Instructions for updating:
The TensorFlow Distributions library has moved to TensorFlow Probability (https://github.com/tensorflow/probability). You should update all references to use `tfp.distributions` instead of `tf.distributions`.
WARNING:tensorflow:From /home/tk/.local/lib/python3.6/site-packages/tensorflow/python/ops/distributions/bernoulli.py:169: RegisterKL.__init__ (from tensorflow.python.ops.distributions.kullback_leibler) is deprecated and will be removed after 2019-01-01.
Instructions for updating:
The TensorFlow Distributions library has moved to TensorFlow Probability (https://github.com/tensorflow/probability).

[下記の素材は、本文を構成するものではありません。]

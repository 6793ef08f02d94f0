//! Job catalog entities: backends, tasks, parameters, steps and jobs.
//!
//! These are reference data owned by the storage collaborator. A [`Job`] is
//! loaded as a fully resolved graph (steps carry their task, tasks carry their
//! backend and parameters) so the intake and execution paths never have to go
//! back to storage mid-flight.

use serde::{Deserialize, Serialize};

use crate::error::CoreError;
use crate::parameters::ParameterRule;
use crate::types::DbId;

/// An execution target. Tasks owned by a backend run under its `root_path`.
#[derive(Debug, Clone, PartialEq, Eq, Serialize, Deserialize)]
pub struct Backend {
    pub id: DbId,
    pub name: String,
    pub root_path: String,
    /// Maximum number of concurrent task invocations on this backend.
    /// `None` means unbounded.
    #[serde(default)]
    pub max_concurrency: Option<u32>,
}

/// A task input bound from a `<task>_<rest_alias>` form field.
#[derive(Debug, Clone, PartialEq, Serialize, Deserialize)]
pub struct Parameter {
    pub id: DbId,
    pub rest_alias: String,
    /// Command-line flag emitted before the value, e.g. `-t`.
    #[serde(default)]
    pub flag: String,
    /// Value used when the submitted field is present but empty.
    #[serde(default)]
    pub default: Option<String>,
    /// When set, only `flag` is emitted (and only for a truthy value).
    #[serde(default)]
    pub bool_valued: bool,
    #[serde(default)]
    pub rule: ParameterRule,
}

#[derive(Debug, Clone, PartialEq, Serialize, Deserialize)]
pub struct Task {
    pub id: DbId,
    pub name: String,
    /// Command line template. `$INPUT` is replaced by the input file path.
    pub executable: String,
    pub backend: Backend,
    #[serde(default)]
    pub parameters: Vec<Parameter>,
    /// Filename suffix of the file captured as the step's result blob.
    #[serde(default)]
    pub out_glob: Option<String>,
    /// Overrides the global step timeout for this task.
    #[serde(default)]
    pub timeout_secs: Option<u64>,
}

impl Task {
    /// Look up a parameter by its external key.
    pub fn parameter(&self, rest_alias: &str) -> Option<&Parameter> {
        self.parameters.iter().find(|p| p.rest_alias == rest_alias)
    }
}

/// One position in a job's pipeline.
#[derive(Debug, Clone, PartialEq, Serialize, Deserialize)]
pub struct Step {
    pub id: DbId,
    pub ordering: u32,
    pub task: Task,
}

/// A named pipeline: an ordered sequence of steps.
#[derive(Debug, Clone, PartialEq, Serialize, Deserialize)]
pub struct Job {
    pub id: DbId,
    pub name: String,
    pub steps: Vec<Step>,
}

impl Job {
    /// Steps sorted by `ordering`, i.e. in execution order.
    pub fn ordered_steps(&self) -> Vec<&Step> {
        let mut steps: Vec<&Step> = self.steps.iter().collect();
        steps.sort_by_key(|s| s.ordering);
        steps
    }

    /// Check that step orderings are unique and form `0..n`, that no task
    /// declares the same `rest_alias` twice, and that backend concurrency
    /// limits are positive.
    pub fn validate(&self) -> Result<(), CoreError> {
        let mut orderings: Vec<u32> = self.steps.iter().map(|s| s.ordering).collect();
        orderings.sort_unstable();
        for (expected, actual) in orderings.iter().enumerate() {
            if *actual as usize != expected {
                return Err(CoreError::Internal(format!(
                    "Job '{}' step orderings must be a contiguous 0-based sequence, got {orderings:?}",
                    self.name
                )));
            }
        }

        for step in &self.steps {
            let backend = &step.task.backend;
            if backend.max_concurrency == Some(0) {
                return Err(CoreError::Internal(format!(
                    "Backend '{}' max_concurrency must be positive",
                    backend.name
                )));
            }

            let mut aliases: Vec<&str> =
                step.task.parameters.iter().map(|p| p.rest_alias.as_str()).collect();
            aliases.sort_unstable();
            if let Some(dup) = aliases.windows(2).find(|w| w[0] == w[1]) {
                return Err(CoreError::Internal(format!(
                    "Task '{}' declares parameter '{}' more than once",
                    step.task.name, dup[0]
                )));
            }
        }

        Ok(())
    }
}

/// Catalog listing entry.
#[derive(Debug, Clone, PartialEq, Eq, Serialize, Deserialize)]
pub struct JobSummary {
    pub id: DbId,
    pub name: String,
}

impl From<&Job> for JobSummary {
    fn from(job: &Job) -> Self {
        Self {
            id: job.id,
            name: job.name.clone(),
        }
    }
}


#[cfg(test)]
mod tests {
    use super::fixtures::*;
    use super::*;

    #[test]
    fn ordered_steps_follow_ordering_not_insertion() {
        let mut j = job("job1", vec![task(1, "task1", &[]), task(2, "task2", &[])]);
        j.steps[0].ordering = 1;
        j.steps[1].ordering = 0;
        let names: Vec<&str> = j.ordered_steps().iter().map(|s| s.task.name.as_str()).collect();
        assert_eq!(names, ["task2", "task1"]);
    }

    #[test]
    fn contiguous_orderings_are_valid() {
        let j = job("job1", vec![task(1, "task1", &["a"]), task(2, "task2", &["b"])]);
        assert!(j.validate().is_ok());
    }

    #[test]
    fn gap_in_orderings_rejected() {
        let mut j = job("job1", vec![task(1, "task1", &[]), task(2, "task2", &[])]);
        j.steps[1].ordering = 2;
        assert!(j.validate().is_err());
    }

    #[test]
    fn duplicate_orderings_rejected() {
        let mut j = job("job1", vec![task(1, "task1", &[]), task(2, "task2", &[])]);
        j.steps[1].ordering = 0;
        assert!(j.validate().is_err());
    }

    #[test]
    fn duplicate_alias_rejected() {
        let j = job("job1", vec![task(1, "task1", &["this", "this"])]);
        assert!(j.validate().is_err());
    }

    #[test]
    fn zero_backend_concurrency_rejected() {
        let mut j = job("job1", vec![task(1, "task1", &[])]);
        j.steps[0].task.backend.max_concurrency = Some(0);
        assert!(j.validate().is_err());

        j.steps[0].task.backend.max_concurrency = Some(1);
        assert!(j.validate().is_ok());
    }

    #[test]
    fn catalog_deserializes_with_defaults() {
        let raw = serde_json::json!({
            "id": 7,
            "name": "job1",
            "steps": [{
                "id": 1,
                "ordering": 0,
                "task": {
                    "id": 3,
                    "name": "task1",
                    "executable": "ls",
                    "backend": {"id": 1, "name": "local", "root_path": "/tmp/"},
                    "parameters": [{"id": 9, "rest_alias": "this"}]
                }
            }]
        });
        let j: Job = serde_json::from_value(raw).expect("deserialize job");
        let p = &j.steps[0].task.parameters[0];
        assert_eq!(p.rule, ParameterRule::Any);
        assert!(!p.bool_valued);
        assert!(j.steps[0].task.backend.max_concurrency.is_none());
    }
}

You should update all references to use `tfp.distributions` instead of `tf.distributions`.
>>>
サンプル動作
・Gitのインストール
sudo apt install git
・Git clone:公式GitHubに従って、クローンしました。
cd ~
git clone https://github.com/tensorflow/models.git
・この中から、CIFAR10というベンチマークを動かしてみました。
cd ~/models/tutorials/image/cifar10
export HIP_VISIBLE_DEVICES=0
python3 ./cifar10_train.py
・結果→無事動作しました。
019-02-12 16:58:19.769456: step 7720, loss = 0.85 (3943.5 examples/sec; 0.032 sec/batch)

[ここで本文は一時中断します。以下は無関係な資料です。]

//! Handlers for the `/submissions` resource.
//!
//! Intake is validated synchronously: a rejected submission is never stored
//! or queued. Execution happens later on the worker pool, so creation only
//! reports admission, never an outcome.

use axum::extract::{Multipart, Path, State};
use axum::http::StatusCode;
use axum::Json;
use serde::Serialize;
use uuid::Uuid;

use analytics_core::error::CoreError;
use analytics_core::intake::{
    self, InputData, InputUpload, SubmissionForm, FIELD_EMAIL, FIELD_INPUT_DATA, FIELD_JOB,
    FIELD_SUBMISSION_NAME,
};
use analytics_core::submission::{NewSubmission, StepResult, SubmissionStatus};
use analytics_core::types::{SubmissionId, Timestamp};
use analytics_db::{JobCatalog, ResultStore, SubmissionStore};

use crate::error::AppResult;
use crate::middleware::requester::RequesterIdentity;
use crate::response::DataResponse;
use crate::state::AppState;

/// Filename used when the input part carries none.
const DEFAULT_INPUT_FILENAME: &str = "input";

// ---------------------------------------------------------------------------
// Response types
// ---------------------------------------------------------------------------

#[derive(Debug, Serialize)]
pub struct CreatedSubmission {
    pub uuid: SubmissionId,
    pub state: SubmissionStatus,
    pub priority: i32,
    /// Whether the requester's backlog pushed this submission to the lowest tier.
    pub demoted: bool,
}

#[derive(Debug, Serialize)]
pub struct ResultView {
    pub task: String,
    pub name: String,
    pub message: String,
    pub step: u32,
    /// Retrieval URL of the step's output, if it produced one.
    pub result_data: Option<String>,
}

#[derive(Debug, Serialize)]
pub struct SubmissionDetail {
    pub submission_name: String,
    pub uuid: SubmissionId,
    pub job: String,
    pub state: SubmissionStatus,
    pub current_step: Option<u32>,
    pub last_message: Option<String>,
    pub created_at: Timestamp,
    pub results: Vec<ResultView>,
}

// ---------------------------------------------------------------------------
// Create
// ---------------------------------------------------------------------------

/// POST /api/v1/submissions
///
/// Accepts a multipart form with `input_data`, `job`, `submission_name`,
/// `email` and any number of `<task>_<alias>` parameter fields. Returns 201
/// with the new submission's UUID. Rejects with 400 when the form is
/// malformed, 406 when the job is unknown or parameters are missing or
/// invalid, and 503 when the queue is full.
pub async fn create_submission(
    State(state): State<AppState>,
    RequesterIdentity(requester): RequesterIdentity,
    mut multipart: Multipart,
) -> AppResult<(StatusCode, Json<DataResponse<CreatedSubmission>>)> {
    let form = read_form(&mut multipart).await?;

    let job = match form.job.as_deref().map(str::trim).filter(|k| !k.is_empty()) {
        Some(key) => state.store.find_job_by_name(key).await?,
        None => None,
    };
    let validated = intake::validate(&form, |_| job.as_ref())?;

    // Hold a queue slot before anything is written, so a full queue leaves
    // no trace.
    let reservation = state.queue.reserve(&requester)?;

    let id = Uuid::new_v4();
    let (input_data, uploaded) = match validated.input_data {
        InputData::Upload(upload) => {
            let blob = state
                .blobs
                .put(&format!("submissions/{id}"), &upload.filename, &upload.bytes)
                .await?;
            (blob.clone(), Some(blob))
        }
        InputData::Stored(blob) => (blob, None),
    };

    let created = state
        .store
        .create_submission(NewSubmission {
            id,
            job_id: validated.job.id,
            job_name: validated.job.name.clone(),
            submission_name: validated.submission_name,
            email: validated.email,
            input_data,
            parameters: validated.parameters,
            requester: requester.id.clone(),
            priority: reservation.admission().priority,
        })
        .await;

    let submission = match created {
        Ok(submission) => submission,
        Err(e) => {
            if let Some(blob) = uploaded {
                if let Err(cleanup) = state.blobs.delete(&blob).await {
                    tracing::warn!(blob = %blob.as_str(), error = %cleanup, "Failed to remove orphaned input");
                }
            }
            return Err(e.into());
        }
    };

    let admission = reservation.enqueue(submission.id);

    tracing::info!(
        submission_id = %submission.id,
        job = %submission.job_name,
        requester = %requester.id,
        priority = admission.priority,
        demoted = admission.demoted,
        "Submission admitted",
    );

    Ok((
        StatusCode::CREATED,
        Json(DataResponse {
            data: CreatedSubmission {
                uuid: submission.id,
                state: submission.status,
                priority: admission.priority,
                demoted: admission.demoted,
            },
        }),
    ))
}

/// Collect the multipart body into a [`SubmissionForm`].
///
/// A body that cannot be read as multipart is malformed.
async fn read_form(multipart: &mut Multipart) -> Result<SubmissionForm, CoreError> {
    let mut form = SubmissionForm::default();

    while let Some(field) = multipart
        .next_field()
        .await
        .map_err(|e| CoreError::MalformedRequest(e.body_text()))?
    {
        let Some(name) = field.name().map(str::to_string) else {
            continue;
        };

        if name == FIELD_INPUT_DATA {
            let filename = field
                .file_name()
                .filter(|f| !f.trim().is_empty())
                .unwrap_or(DEFAULT_INPUT_FILENAME)
                .to_string();
            let bytes = field
                .bytes()
                .await
                .map_err(|e| CoreError::MalformedRequest(e.body_text()))?;
            form.input_data = Some(InputData::Upload(InputUpload {
                filename,
                bytes: bytes.to_vec(),
            }));
            continue;
        }

        let value = field
            .text()
            .await
            .map_err(|e| CoreError::MalformedRequest(e.body_text()))?;
        match name.as_str() {
            FIELD_JOB => form.job = Some(value),
            FIELD_SUBMISSION_NAME => form.submission_name = Some(value),
            FIELD_EMAIL => form.email = Some(value),
            _ => {
                form.fields.insert(name, value);
            }
        }
    }

    Ok(form)
}

// ---------------------------------------------------------------------------
// Detail
// ---------------------------------------------------------------------------

/// GET /api/v1/submissions/{id}
///
/// Current state of a submission and the results recorded so far, in step
/// order.
pub async fn get_submission(
    State(state): State<AppState>,
    Path(id): Path<SubmissionId>,
) -> AppResult<Json<DataResponse<SubmissionDetail>>> {
    let submission = state
        .store
        .find_submission(id)
        .await?
        .ok_or_else(|| CoreError::NotFound {
            entity: "Submission",
            id: id.to_string(),
        })?;

    let results = state
        .store
        .list_results(id)
        .await?
        .into_iter()
        .map(|r| result_view(&state, r))
        .collect();

    Ok(Json(DataResponse {
        data: SubmissionDetail {
            submission_name: submission.submission_name,
            uuid: submission.id,
            job: submission.job_name,
            state: submission.status,
            current_step: submission.current_step,
            last_message: submission.last_message,
            created_at: submission.created_at,
            results,
        },
    }))
}

fn result_view(state: &AppState, result: StepResult) -> ResultView {
    ResultView {
        task: result.task_name,
        name: result.name,
        message: result.message,
        step: result.step,
        result_data: result.result_data.as_ref().map(|b| state.blobs.url(b)),
    }
}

2019-02-12 16:58:20.132842: step 7730, loss = 0.87 (3522.4 examples/sec; 0.036 sec/batch)
2019-02-12 16:58:20.468507: step 7740, loss = 0.88 (3813.3 examples/sec; 0.034 sec/batch)
2019-02-12 16:58:20.791237: step 7750, loss = 1.07 (3966.2 examples/sec; 0.032 sec/batch)
2019-02-12 16:58:21.121733: step 7760, loss = 0.90 (3873.0 examples/sec; 0.033 sec/batch)
2019-02-12 16:58:21.487553: step 7770, loss = 0.83 (3499.0 examples/sec; 0.037 sec/batch)
2019-02-12 16:58:21.851375: step 7780, loss = 0.81 (3518.2 examples/sec; 0.036 sec/batch)
2019-02-12 16:58:22.170275: step 7790, loss = 0.87 (4013.8 examples/sec; 0.032 sec/batch)
・GPUの負荷を見てみてもちゃんと動作しているようです。
$ sudo /opt/rocm/bin/rocm-smi -u
======================== ROCm System Management Interface ========================
================================================================================================
GPU[0] : Cannot get GPU use.
GPU[1] : Current GPU use: 64%
================================================================================================
======================== End of ROCm SMI Log ========================
まとめ
一応ROCm、TensorFlowの導入、サンプル動作まで一通り実現できましたが、
ほかの方のベンチマークを見てみるともっと値が出ていたり、GPUの負荷も結構変動しているように見受けられたので、パラメータ最適化に関しては少し調べてみたいと思います。